▶ EXERCISE OBJECTIVE: Among the lines below, a stretch begins at the one with "request.headers_mut().append(name, value.clone());" and ends at the one with "response = self.client.execute(request)". Repeat that stretch exactly, ends included.

DATASET RECORDS below:

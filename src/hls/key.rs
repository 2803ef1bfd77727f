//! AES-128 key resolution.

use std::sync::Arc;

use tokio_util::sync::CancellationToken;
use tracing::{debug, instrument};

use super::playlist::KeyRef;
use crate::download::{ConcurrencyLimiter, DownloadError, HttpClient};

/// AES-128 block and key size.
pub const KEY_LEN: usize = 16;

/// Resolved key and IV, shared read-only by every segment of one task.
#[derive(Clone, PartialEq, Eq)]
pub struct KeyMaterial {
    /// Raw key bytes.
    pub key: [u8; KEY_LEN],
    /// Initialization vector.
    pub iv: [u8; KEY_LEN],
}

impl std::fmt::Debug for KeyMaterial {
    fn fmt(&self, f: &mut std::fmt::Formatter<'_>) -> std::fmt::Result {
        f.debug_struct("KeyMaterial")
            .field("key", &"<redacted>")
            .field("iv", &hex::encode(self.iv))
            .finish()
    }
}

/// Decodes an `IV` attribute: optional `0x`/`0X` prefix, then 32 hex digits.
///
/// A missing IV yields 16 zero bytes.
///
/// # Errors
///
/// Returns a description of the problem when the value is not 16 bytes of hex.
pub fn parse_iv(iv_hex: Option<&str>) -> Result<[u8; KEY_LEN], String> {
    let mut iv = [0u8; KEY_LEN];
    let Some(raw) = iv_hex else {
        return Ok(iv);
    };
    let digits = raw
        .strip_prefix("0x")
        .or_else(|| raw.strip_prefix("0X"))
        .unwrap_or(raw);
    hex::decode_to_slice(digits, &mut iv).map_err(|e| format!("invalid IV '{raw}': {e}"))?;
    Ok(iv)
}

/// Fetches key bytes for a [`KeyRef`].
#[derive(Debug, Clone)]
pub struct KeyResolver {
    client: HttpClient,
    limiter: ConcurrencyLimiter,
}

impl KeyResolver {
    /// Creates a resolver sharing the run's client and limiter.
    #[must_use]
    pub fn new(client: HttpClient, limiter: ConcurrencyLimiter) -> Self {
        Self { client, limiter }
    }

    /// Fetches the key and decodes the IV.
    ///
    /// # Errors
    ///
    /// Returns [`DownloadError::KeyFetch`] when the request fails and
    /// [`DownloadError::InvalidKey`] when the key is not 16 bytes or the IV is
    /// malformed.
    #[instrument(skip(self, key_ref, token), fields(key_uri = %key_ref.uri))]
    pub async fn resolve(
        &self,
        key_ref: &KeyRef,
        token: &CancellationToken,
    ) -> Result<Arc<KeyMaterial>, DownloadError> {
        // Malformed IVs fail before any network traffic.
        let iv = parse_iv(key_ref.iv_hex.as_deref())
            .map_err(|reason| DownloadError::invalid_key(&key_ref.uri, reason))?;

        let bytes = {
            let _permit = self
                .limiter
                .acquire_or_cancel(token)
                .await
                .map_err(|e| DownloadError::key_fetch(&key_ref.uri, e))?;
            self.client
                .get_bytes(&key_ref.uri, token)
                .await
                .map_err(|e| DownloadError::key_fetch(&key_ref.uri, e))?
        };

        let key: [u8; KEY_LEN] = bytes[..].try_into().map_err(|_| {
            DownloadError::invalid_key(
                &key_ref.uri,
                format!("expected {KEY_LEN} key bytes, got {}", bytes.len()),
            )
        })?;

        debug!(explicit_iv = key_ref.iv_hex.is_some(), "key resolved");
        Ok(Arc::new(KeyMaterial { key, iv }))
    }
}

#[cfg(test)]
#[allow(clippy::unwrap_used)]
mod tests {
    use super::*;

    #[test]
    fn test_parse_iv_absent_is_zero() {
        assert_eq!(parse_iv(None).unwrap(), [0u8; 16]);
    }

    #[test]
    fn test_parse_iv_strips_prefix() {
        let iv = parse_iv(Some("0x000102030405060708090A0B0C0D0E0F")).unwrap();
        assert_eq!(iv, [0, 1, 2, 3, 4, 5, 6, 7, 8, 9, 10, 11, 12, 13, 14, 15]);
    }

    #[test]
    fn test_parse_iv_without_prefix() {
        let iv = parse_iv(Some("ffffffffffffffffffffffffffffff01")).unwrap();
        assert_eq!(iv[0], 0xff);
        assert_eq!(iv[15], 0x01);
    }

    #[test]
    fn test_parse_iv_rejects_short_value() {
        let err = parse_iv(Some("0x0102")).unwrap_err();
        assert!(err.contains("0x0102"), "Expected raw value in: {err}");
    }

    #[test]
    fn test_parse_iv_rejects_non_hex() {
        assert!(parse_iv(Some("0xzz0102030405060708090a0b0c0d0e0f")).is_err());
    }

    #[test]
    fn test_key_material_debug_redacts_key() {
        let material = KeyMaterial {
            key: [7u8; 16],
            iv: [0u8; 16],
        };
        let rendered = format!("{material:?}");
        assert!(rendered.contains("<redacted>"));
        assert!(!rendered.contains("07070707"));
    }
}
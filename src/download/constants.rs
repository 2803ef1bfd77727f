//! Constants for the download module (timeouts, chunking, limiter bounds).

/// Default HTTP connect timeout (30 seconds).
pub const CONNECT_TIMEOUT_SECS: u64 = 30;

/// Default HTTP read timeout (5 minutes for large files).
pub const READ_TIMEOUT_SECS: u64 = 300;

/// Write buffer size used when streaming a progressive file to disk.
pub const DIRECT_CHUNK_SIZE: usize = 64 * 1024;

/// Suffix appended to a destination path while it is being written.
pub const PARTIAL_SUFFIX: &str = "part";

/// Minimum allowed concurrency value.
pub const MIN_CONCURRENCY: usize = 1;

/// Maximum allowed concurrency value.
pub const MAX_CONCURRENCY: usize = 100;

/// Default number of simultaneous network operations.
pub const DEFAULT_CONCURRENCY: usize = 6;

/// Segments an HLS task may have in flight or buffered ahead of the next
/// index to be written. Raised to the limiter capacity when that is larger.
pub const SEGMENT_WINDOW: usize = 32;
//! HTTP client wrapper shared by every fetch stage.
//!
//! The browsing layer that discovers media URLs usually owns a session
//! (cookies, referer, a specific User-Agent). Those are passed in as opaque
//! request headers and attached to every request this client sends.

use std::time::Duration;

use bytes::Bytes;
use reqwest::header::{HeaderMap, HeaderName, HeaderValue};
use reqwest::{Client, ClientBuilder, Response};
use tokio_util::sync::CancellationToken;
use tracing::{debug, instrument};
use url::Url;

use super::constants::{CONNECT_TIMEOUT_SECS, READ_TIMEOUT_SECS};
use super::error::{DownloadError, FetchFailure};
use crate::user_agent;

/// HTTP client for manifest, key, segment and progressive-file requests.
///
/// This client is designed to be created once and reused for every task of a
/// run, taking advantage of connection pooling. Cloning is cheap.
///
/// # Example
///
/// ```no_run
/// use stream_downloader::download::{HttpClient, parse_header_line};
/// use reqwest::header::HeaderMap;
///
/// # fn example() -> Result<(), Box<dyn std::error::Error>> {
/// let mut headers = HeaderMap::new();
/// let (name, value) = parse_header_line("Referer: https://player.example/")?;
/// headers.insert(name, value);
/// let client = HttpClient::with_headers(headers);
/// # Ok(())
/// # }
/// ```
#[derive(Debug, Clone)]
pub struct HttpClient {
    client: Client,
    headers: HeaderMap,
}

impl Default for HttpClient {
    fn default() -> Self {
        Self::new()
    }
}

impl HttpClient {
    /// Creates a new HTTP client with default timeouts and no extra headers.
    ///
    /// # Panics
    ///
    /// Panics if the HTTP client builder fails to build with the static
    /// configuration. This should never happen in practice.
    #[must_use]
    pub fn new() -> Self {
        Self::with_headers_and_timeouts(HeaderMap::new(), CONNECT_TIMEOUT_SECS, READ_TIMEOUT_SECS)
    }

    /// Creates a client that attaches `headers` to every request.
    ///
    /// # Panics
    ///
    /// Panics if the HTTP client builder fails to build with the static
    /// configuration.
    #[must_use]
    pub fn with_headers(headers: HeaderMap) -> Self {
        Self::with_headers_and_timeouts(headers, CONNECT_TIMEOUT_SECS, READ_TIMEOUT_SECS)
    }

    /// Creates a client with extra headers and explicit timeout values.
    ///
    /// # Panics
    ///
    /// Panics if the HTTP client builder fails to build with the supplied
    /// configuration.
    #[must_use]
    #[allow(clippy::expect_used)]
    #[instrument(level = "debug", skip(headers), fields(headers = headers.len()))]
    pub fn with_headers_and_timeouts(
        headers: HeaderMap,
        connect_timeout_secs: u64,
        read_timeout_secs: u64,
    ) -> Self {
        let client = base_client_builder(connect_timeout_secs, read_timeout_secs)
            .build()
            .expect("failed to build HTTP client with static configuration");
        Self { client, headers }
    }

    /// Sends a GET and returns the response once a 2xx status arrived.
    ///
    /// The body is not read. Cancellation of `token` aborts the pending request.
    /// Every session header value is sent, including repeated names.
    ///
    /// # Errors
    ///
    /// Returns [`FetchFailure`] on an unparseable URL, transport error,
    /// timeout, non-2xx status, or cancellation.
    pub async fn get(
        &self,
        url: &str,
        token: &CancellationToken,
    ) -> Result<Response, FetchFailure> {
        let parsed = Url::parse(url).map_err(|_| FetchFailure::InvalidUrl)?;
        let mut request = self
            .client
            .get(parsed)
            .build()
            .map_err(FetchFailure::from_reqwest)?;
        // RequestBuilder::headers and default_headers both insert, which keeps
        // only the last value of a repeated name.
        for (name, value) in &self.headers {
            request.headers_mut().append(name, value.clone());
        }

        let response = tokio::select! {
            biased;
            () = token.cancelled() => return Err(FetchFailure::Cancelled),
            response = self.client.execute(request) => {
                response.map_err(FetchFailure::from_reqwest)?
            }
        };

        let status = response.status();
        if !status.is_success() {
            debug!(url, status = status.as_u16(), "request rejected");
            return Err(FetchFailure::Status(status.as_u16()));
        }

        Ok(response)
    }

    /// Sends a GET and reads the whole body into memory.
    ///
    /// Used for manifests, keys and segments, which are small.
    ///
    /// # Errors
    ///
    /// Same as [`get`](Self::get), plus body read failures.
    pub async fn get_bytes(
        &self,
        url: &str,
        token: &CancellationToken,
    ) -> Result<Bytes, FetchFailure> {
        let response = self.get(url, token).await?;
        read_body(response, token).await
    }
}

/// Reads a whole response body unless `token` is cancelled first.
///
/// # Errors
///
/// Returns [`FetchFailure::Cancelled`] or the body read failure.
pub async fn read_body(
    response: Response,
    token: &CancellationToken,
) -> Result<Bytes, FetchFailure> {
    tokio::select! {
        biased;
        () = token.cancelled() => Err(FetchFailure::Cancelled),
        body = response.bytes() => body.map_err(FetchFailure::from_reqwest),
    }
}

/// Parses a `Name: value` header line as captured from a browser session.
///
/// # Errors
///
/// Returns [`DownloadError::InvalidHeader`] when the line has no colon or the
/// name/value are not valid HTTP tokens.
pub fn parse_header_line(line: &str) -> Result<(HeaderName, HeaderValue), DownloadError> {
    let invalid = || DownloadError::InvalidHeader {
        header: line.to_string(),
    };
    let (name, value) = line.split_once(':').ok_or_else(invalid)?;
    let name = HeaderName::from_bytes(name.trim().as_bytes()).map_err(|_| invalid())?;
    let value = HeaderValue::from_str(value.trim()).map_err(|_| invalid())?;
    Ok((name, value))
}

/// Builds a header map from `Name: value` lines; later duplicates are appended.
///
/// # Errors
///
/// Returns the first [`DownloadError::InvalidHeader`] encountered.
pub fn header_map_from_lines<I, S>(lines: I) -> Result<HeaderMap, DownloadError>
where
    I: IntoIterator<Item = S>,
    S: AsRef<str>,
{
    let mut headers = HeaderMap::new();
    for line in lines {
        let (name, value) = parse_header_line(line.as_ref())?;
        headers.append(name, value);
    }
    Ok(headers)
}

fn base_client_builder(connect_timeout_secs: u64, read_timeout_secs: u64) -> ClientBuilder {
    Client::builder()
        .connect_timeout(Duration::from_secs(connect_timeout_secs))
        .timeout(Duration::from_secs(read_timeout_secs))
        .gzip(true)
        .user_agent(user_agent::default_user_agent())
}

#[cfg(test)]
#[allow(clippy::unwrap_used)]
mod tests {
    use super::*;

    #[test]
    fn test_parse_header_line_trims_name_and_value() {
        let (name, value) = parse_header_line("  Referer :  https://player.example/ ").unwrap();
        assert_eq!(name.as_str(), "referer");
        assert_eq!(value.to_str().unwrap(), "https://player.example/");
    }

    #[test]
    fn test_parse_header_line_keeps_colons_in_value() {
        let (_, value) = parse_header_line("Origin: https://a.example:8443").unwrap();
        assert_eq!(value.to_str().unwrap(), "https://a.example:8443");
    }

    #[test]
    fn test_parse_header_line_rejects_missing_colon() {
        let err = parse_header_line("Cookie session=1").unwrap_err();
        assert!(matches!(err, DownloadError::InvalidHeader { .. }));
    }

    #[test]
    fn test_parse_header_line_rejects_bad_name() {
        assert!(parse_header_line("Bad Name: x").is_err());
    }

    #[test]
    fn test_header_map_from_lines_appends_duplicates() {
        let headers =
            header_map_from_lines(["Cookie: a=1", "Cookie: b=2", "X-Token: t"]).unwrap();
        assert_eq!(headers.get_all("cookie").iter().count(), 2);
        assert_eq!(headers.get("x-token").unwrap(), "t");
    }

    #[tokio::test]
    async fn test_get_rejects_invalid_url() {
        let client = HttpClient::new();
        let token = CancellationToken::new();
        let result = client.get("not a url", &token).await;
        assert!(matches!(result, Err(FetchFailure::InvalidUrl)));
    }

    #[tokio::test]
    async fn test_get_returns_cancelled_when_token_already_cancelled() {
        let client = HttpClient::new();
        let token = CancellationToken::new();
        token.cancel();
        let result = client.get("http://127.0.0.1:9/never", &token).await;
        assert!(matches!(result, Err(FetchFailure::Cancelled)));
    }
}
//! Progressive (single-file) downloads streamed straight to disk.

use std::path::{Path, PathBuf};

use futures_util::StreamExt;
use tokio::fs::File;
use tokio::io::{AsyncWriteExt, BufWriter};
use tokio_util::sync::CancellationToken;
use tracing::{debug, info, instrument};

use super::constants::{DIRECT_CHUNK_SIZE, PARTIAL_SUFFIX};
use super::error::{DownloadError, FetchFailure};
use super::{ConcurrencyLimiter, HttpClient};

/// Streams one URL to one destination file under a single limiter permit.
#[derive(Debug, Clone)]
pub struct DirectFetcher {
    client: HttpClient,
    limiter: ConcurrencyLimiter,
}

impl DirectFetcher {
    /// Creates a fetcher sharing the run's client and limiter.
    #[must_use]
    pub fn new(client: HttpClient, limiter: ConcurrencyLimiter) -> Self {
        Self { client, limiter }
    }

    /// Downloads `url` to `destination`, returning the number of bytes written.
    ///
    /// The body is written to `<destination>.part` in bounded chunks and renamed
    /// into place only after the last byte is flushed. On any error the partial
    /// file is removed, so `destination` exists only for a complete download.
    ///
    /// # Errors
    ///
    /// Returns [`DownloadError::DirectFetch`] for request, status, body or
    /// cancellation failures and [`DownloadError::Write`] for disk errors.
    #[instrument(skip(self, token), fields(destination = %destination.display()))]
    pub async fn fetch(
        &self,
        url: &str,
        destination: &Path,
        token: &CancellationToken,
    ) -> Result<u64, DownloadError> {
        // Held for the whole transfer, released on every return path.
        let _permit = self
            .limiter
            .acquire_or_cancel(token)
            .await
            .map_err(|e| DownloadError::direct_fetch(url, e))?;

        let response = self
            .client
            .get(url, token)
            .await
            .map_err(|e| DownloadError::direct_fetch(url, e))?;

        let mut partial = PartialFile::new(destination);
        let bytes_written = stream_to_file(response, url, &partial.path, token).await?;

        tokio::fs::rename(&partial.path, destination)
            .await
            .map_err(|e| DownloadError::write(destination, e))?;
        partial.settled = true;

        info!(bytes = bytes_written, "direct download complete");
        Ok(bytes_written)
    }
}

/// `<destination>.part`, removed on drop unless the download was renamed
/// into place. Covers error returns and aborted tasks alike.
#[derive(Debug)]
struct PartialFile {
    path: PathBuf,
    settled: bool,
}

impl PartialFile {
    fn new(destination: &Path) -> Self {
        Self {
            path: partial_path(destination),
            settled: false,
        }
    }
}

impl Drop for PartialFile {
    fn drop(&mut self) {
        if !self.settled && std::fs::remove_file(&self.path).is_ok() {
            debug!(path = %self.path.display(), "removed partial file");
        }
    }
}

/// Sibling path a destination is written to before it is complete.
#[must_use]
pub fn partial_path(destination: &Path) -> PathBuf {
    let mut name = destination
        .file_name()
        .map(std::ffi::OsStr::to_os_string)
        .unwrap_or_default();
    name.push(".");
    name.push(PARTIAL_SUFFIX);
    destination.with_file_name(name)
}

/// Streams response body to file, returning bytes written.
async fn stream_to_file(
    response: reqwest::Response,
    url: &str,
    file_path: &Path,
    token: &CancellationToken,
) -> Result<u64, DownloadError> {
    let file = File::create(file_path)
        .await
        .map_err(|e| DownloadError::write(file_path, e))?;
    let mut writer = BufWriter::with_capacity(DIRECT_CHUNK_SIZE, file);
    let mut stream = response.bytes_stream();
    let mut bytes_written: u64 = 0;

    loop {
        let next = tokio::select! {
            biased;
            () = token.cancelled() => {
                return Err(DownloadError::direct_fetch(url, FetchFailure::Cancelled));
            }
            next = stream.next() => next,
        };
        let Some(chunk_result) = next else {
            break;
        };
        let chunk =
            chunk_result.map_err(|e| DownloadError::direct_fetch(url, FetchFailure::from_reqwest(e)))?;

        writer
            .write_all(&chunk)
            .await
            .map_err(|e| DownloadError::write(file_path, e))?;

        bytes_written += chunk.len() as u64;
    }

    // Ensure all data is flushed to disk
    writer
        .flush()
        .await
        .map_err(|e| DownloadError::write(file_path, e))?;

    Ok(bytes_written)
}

End of DATASET RECORDS.

▶ TASK RESPONSE:
            request.headers_mut().append(name, value.clone());
        }

        let response = tokio::select! {
            biased;
            () = token.cancelled() => return Err(FetchFailure::Cancelled),
            response = self.client.execute(request) => {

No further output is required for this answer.